Let $f(a)$ denote the binomial expansion of $(1+x)^a$ and $f(b)$ denote the same for $(1+x)^b$. Where

$(1+x)^a = 1 + ax.....$

$(1+x)^b = 1 + bx....$

On multiplying the two binomial expansions together....the product will be another series in ascending powers of $x$ and will remain unaltered irrespective of $a$ and $b$.
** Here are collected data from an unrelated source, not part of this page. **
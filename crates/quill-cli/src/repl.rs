//! Interactive read-eval-print loop

use crate::clipboard::Clipboard;
use crate::commands::{self, CommandResult};
use crate::render::{Renderer, usage_line};
use quill_engine::{Engine, parse_intent};
use std::io::{self, Write};
use std::path::Path;

const PROMPT: &str = ">> ";

/// Abort the in-flight request on Ctrl-C; exit when nothing is pending
fn spawn_interrupt_watcher(engine: &Engine) -> tokio::task::JoinHandle<()> {
    let handle = engine.handle();
    tokio::spawn(async move {
        while tokio::signal::ctrl_c().await.is_ok() {
            if handle.is_in_flight() {
                tracing::debug!("Ctrl-C: aborting request");
                handle.abort();
            } else {
                eprintln!();
                std::process::exit(130);
            }
        }
    })
}

/// Send whatever is pending and print what the engine appended
async fn send<W: Write>(engine: &mut Engine, renderer: &mut Renderer<W>) -> io::Result<()> {
    let start = engine.conversation_view().len();
    engine.send_pending().await;

    let view = engine.conversation_view();
    renderer.tail(view, start.min(view.len()))?;
    report(engine, renderer)
}

/// Re-send the pending message, replacing the failed attempt on screen
async fn retry<W: Write>(engine: &mut Engine, renderer: &mut Renderer<W>) -> io::Result<()> {
    if let Err(e) = engine.retry().await {
        return renderer.notice(&e.to_string());
    }
    if let Some(index) = engine.last_user_index() {
        renderer.redraw_from_user(index, engine.conversation_view())?;
    }
    report(engine, renderer)
}

/// Usage after a reply, or what went wrong
fn report<W: Write>(engine: &Engine, renderer: &mut Renderer<W>) -> io::Result<()> {
    match engine.error() {
        Some(error) => renderer.request_error(error),
        None => renderer.notice(&usage_line(&engine.cumulative_usage())),
    }
}

/// Run the interactive loop until end of input
pub async fn run<W: Write>(
    engine: &mut Engine,
    renderer: &mut Renderer<W>,
    clipboard: &dyn Clipboard,
    first_message: Option<String>,
) -> anyhow::Result<()> {
    let watcher = spawn_interrupt_watcher(engine);
    let dir = std::env::current_dir()?;

    renderer.notice("Type a message, or /e /c /s /l /r. Empty line for help, Ctrl-D to quit.")?;
    renderer.conversation(engine.conversation_view())?;

    if let Some(message) = first_message {
        engine.append_user_message(message);
        let view = engine.conversation_view();
        renderer.tail(view, view.len() - 1)?;
        send(engine, renderer).await?;
    }

    loop {
        print!("{}", PROMPT);
        io::stdout().flush()?;

        let mut input = String::new();
        if io::stdin().read_line(&mut input)? == 0 {
            // EOF
            println!();
            break;
        }
        let input = input.trim_end_matches(['\r', '\n']);
        renderer.erase_input(PROMPT, input)?;

        handle_line(input, engine, renderer, clipboard, &dir).await?;
    }

    watcher.abort();
    tracing::debug!(usage = ?engine.cumulative_usage(), "Session finished");
    Ok(())
}

/// Interpret one input line and carry it out
async fn handle_line<W: Write>(
    input: &str,
    engine: &mut Engine,
    renderer: &mut Renderer<W>,
    clipboard: &dyn Clipboard,
    dir: &Path,
) -> io::Result<()> {
    let intent = parse_intent(input);
    tracing::debug!(kind = ?intent.kind, index = ?intent.index, "Parsed input");

    match commands::execute_intent(intent, engine, clipboard, dir) {
        CommandResult::Send => {
            let view = engine.conversation_view();
            renderer.tail(view, view.len() - 1)?;
            send(engine, renderer).await
        }
        CommandResult::Retry => retry(engine, renderer).await,
        CommandResult::Edited { index } => {
            renderer.redraw_from_user(index, engine.conversation_view())?;
            send(engine, renderer).await
        }
        CommandResult::Loaded => {
            renderer.notice("Conversation loaded.")?;
            renderer.conversation(engine.conversation_view())
        }
        CommandResult::Message(text) => renderer.notice(&text),
        CommandResult::Error(text) => renderer.error(&text),
    }
}
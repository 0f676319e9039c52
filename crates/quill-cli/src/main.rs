//! ai - chat with a hosted chat-completions deployment from the terminal

mod clipboard;
mod commands;
mod config;
mod input;
mod render;
mod repl;
mod transcript;

use clap::Parser;
use quill_ai::{AzureOpenAIProvider, CannedProvider, CompletionProvider};
use quill_engine::{DEFAULT_REQUEST_TIMEOUT, Engine, EngineConfig};
use std::io::{self, IsTerminal};
use std::sync::Arc;
use std::time::Duration;

/// ai - ask a hosted language model from the command line
#[derive(Parser, Debug)]
#[command(name = "ai")]
#[command(author, version, about, long_about = None)]
struct Args {
    /// Message to send (piped stdin is appended to it)
    #[arg(short, long)]
    message: Option<String>,

    /// Message to send, as a positional argument
    #[arg(conflicts_with = "message")]
    text: Option<String>,

    /// Keep the conversation going after the first reply
    #[arg(short, long)]
    interactive: bool,

    /// System prompt for the conversation
    #[arg(short, long)]
    prompt: Option<String>,

    /// Instruction sent ahead of every conversation
    #[arg(long)]
    command_prompt: Option<String>,

    /// Seconds to wait for a reply
    #[arg(long)]
    timeout: Option<u64>,

    /// Answer with a canned reply instead of calling the API
    #[arg(long)]
    offline: bool,

    /// Verbose output
    #[arg(short, long)]
    verbose: bool,

    /// Initialize config file
    #[arg(long)]
    init_config: bool,
}

#[tokio::main]
async fn main() -> anyhow::Result<()> {
    let args = Args::parse();

    // Setup tracing
    if args.verbose {
        tracing_subscriber::fmt()
            .with_env_filter("quill_cli=debug,quill_engine=debug,quill_ai=debug")
            .with_writer(io::stderr)
            .init();
    }

    // Initialize config and exit
    if args.init_config {
        match config::Config::init() {
            Ok(path) => {
                println!("Config file created at: {}", path.display());
                println!("\nExample config:\n{}", config::example_config());
            }
            Err(e) => {
                eprintln!("Error creating config: {}", e);
                std::process::exit(1);
            }
        }
        return Ok(());
    }

    let config = config::Config::load();

    let piped = input::read_from_pipe()?;
    let message = input::compose_message(args.message.as_deref().or(args.text.as_deref()), &piped);
    if message.is_none() && !args.interactive {
        println!("{}", commands::help_message());
        println!("\nRun `ai --help` for options.");
        return Ok(());
    }

    let provider: Arc<dyn CompletionProvider> = if args.offline {
        tracing::info!("Offline mode: using canned replies");
        Arc::new(CannedProvider::new())
    } else {
        let endpoint = config.endpoint(|var| std::env::var(var).ok())?;
        tracing::debug!(url = %endpoint.url(), "Resolved endpoint");
        Arc::new(AzureOpenAIProvider::new(endpoint))
    };

    let system_prompt = args.prompt.or_else(|| config.system_prompt.clone());
    let engine_config = EngineConfig {
        system_prompt,
        command_prefix: args.command_prompt,
        request_timeout: args
            .timeout
            .map(Duration::from_secs)
            .or_else(|| config.timeout())
            .unwrap_or(DEFAULT_REQUEST_TIMEOUT),
    };
    let mut engine = Engine::new(engine_config, provider);

    let stdout = io::stdout();
    let tty = stdout.is_terminal();
    let color = tty && std::env::var_os("NO_COLOR").is_none();

    if args.interactive {
        let mut renderer = render::Renderer::new(stdout, color, true, tty);
        return repl::run(&mut engine, &mut renderer, &clipboard::SystemClipboard, message).await;
    }

    let Some(message) = message else {
        return Ok(());
    };
    let mut renderer = render::Renderer::new(stdout, color, false, tty);
    run_once(&mut engine, &mut renderer, message).await
}

/// Send one message, print the reply and exit
async fn run_once<W: io::Write>(
    engine: &mut Engine,
    renderer: &mut render::Renderer<W>,
    message: String,
) -> anyhow::Result<()> {
    let spinner = io::stderr()
        .is_terminal()
        .then(|| render::spawn_spinner(engine.subscribe()));

    let handle = engine.handle();
    let interrupt = tokio::spawn(async move {
        if tokio::signal::ctrl_c().await.is_ok() {
            handle.abort();
        }
    });

    engine.append_user_message(message);
    let reply = engine.send_pending().await;

    interrupt.abort();
    if let Some(spinner) = spinner {
        spinner.abort();
        eprint!("\r \r");
    }

    if let Some(reply) = reply {
        renderer.message(&reply, engine.conversation_view().len() - 1, None)?;
        eprintln!("{}", render::usage_line(&engine.cumulative_usage()));
        return Ok(());
    }

    match engine.error() {
        Some(error) => anyhow::bail!("{}", error),
        None => anyhow::bail!("No reply received"),
    }
}
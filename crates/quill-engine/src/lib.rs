//! quill-engine: conversation state and request orchestration
//!
//! This crate turns raw input lines into intents and runs them against a
//! single session's transcript, including the request/response cycle with
//! its timeout and cancellation handling.

pub mod conversation;
pub mod engine;
pub mod error;
pub mod events;
pub mod handle;
pub mod intent;

pub use conversation::{Conversation, DEFAULT_SYSTEM_PROMPT, EngineState};
pub use engine::{DEFAULT_REQUEST_TIMEOUT, Engine, EngineConfig};
pub use error::{Error, RequestError, Result};
pub use events::EngineEvent;
pub use handle::EngineHandle;
pub use intent::{Intent, IntentKind, parse_intent};
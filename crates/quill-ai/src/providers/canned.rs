//! Offline provider that answers every request with the same reply

use std::sync::atomic::{AtomicUsize, Ordering};
use std::time::Duration;

use async_trait::async_trait;

use super::CompletionProvider;
use crate::{
    error::Result,
    types::{ChatRequest, ChatResponse, Choice, Role, Usage, WireMessage},
};

pub const CANNED_ID: &str = "chatcmpl-6v7mkQj980V1yBec6ETrKPRqFjNw9";
pub const CANNED_CONTENT: &str = "Test response";
pub const CANNED_USAGE: Usage = Usage {
    prompt_tokens: 58,
    completion_tokens: 68,
    total_tokens: 126,
};

/// Replies `"Test response"` after a fixed delay
#[derive(Debug)]
pub struct CannedProvider {
    delay: Duration,
    calls: AtomicUsize,
}

impl CannedProvider {
    pub fn new() -> Self {
        Self::with_delay(Duration::from_secs(1))
    }

    pub fn with_delay(delay: Duration) -> Self {
        Self {
            delay,
            calls: AtomicUsize::new(0),
        }
    }

    /// Number of requests that reached this provider
    pub fn calls(&self) -> usize {
        self.calls.load(Ordering::Acquire)
    }
}

impl Default for CannedProvider {
    fn default() -> Self {
        Self::new()
    }
}

#[async_trait]
impl CompletionProvider for CannedProvider {
    async fn complete(&self, request: &ChatRequest) -> Result<ChatResponse> {
        self.calls.fetch_add(1, Ordering::AcqRel);
        tracing::debug!(messages = request.messages.len(), "Canned completion");
        if !self.delay.is_zero() {
            tokio::time::sleep(self.delay).await;
        }
        Ok(ChatResponse {
            id: CANNED_ID.to_string(),
            usage: Some(CANNED_USAGE),
            choices: vec![Choice {
                message: WireMessage {
                    role: Role::Assistant,
                    content: CANNED_CONTENT.to_string(),
                },
                finish_reason: Some("stop".to_string()),
            }],
        })
    }
}
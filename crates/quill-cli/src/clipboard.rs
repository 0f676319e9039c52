//! System clipboard access

use std::io;

/// Something that can take text for pasting elsewhere
pub trait Clipboard {
    fn copy(&self, text: &str) -> io::Result<()>;
}

/// The desktop clipboard
#[derive(Debug, Default, Clone, Copy)]
pub struct SystemClipboard;

impl Clipboard for SystemClipboard {
    fn copy(&self, text: &str) -> io::Result<()> {
        let mut clipboard = arboard::Clipboard::new().map_err(io::Error::other)?;
        clipboard.set_text(text).map_err(io::Error::other)?;
        tracing::debug!(bytes = text.len(), "Copied to clipboard");
        Ok(())
    }
}
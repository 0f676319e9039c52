//! Error types for quill-engine

use serde::{Deserialize, Serialize};
use thiserror::Error;

/// Result type alias using quill-engine Error
pub type Result<T> = std::result::Result<T, Error>;

/// Errors returned synchronously by transcript operations
#[derive(Error, Debug)]
pub enum Error {
    /// Edit or copy target does not exist
    #[error("Invalid index {index}: only {len} available")]
    InvalidIndex { index: usize, len: usize },

    /// Retry requested but no user message is waiting for a reply
    #[error("Nothing to retry")]
    NothingToRetry,
}

/// Why the last request did not produce a reply.
///
/// Recorded on the engine instead of being returned, so an interactive
/// session can keep going after a failed turn.
#[derive(Error, Debug, Clone, PartialEq, Eq, Serialize, Deserialize)]
#[serde(tag = "kind", content = "message", rename_all = "snake_case")]
pub enum RequestError {
    /// Upstream answered with a failure, or the transport broke
    #[error("{0}")]
    Failed(String),

    /// No response within the request timeout
    #[error("Timed out.")]
    Timeout,

    /// Aborted through the engine handle or superseded by a newer request
    #[error("Cancelled.")]
    Cancelled,
}

impl RequestError {
    /// Record a provider failure, pointing at the credentials when they were rejected
    pub fn from_provider(error: &quill_ai::Error) -> Self {
        if error.is_auth() {
            RequestError::Failed(format!("{} Check OPENAI_API_KEY.", error))
        } else {
            RequestError::Failed(error.to_string())
        }
    }

    /// Text for the `error` entry appended to the transcript, if any
    pub fn transcript_note(&self) -> Option<&'static str> {
        match self {
            RequestError::Failed(_) => Some("Something went wrong. Please try again."),
            RequestError::Timeout => Some("Timed out. Please try again."),
            RequestError::Cancelled => None,
        }
    }
}

#[cfg(test)]
mod tests {
    use super::*;

    #[test]
    fn test_invalid_index_display() {
        let e = Error::InvalidIndex { index: 4, len: 2 };
        assert_eq!(e.to_string(), "Invalid index 4: only 2 available");
    }

    #[test]
    fn test_request_error_display() {
        assert_eq!(RequestError::Timeout.to_string(), "Timed out.");
        assert_eq!(
            RequestError::Failed("boom".into()).to_string(),
            "boom"
        );
    }

    #[test]
    fn test_rejected_credentials_get_a_hint() {
        let denied = RequestError::from_provider(&quill_ai::Error::api(401, "Unauthorized"));
        assert_eq!(
            denied,
            RequestError::Failed(
                "Failed to send completion request. Unauthorized (status: 401) Check OPENAI_API_KEY."
                    .into()
            )
        );

        let broken = RequestError::from_provider(&quill_ai::Error::api(500, "Internal Server Error"));
        assert_eq!(
            broken.to_string(),
            "Failed to send completion request. Internal Server Error (status: 500)"
        );
    }

    #[test]
    fn test_cancelled_leaves_no_transcript_note() {
        assert!(RequestError::Cancelled.transcript_note().is_none());
        assert!(RequestError::Timeout.transcript_note().is_some());
    }
}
To determine this invariable form of the product we may give to $a$ and $b$ positive integral values for convenience.

Then

$f(a)×f(b)=(1+x)^{(a+b)}$

But when a and b are positive integers.... the expansion is

$1 + (a+b)x +.....$

This then is the form of the product of $f(a)×f(b)$ in all cases, whatever the values of a and b be; and in agreement with our previous notation it may be denoted by $f(a+b)$; therefore for all values of $a$ and $b$.

$f(a)×f(b)=f(a+b)$

Also

$f(a)×f(b)×f(p) = f(a+b+p)...$

Therefore

$f(a)×f(b)×f(p)... \text{to k factors} = f(a+b+p.... \text{to k terms}).$

Let each of these quantities a,b,p,.... be equal to $(c/k)$, where c and k are positive integers.

Hence

$f(c/k)^k = f(c)$

But since c is a positive integer,

$f(c)=(1+x)^c$

$(1+x)^c = f(c/k)^k$

Therefore

$(1+x)^{c/k} = f(c/k)$

And

$f(c/k) = 1 + (c/k)x ....$

Hence we get

$(1+x)^{c/k} = 1 + (c/k)x .....$

This proves the binomial theorem for any positive fractional index.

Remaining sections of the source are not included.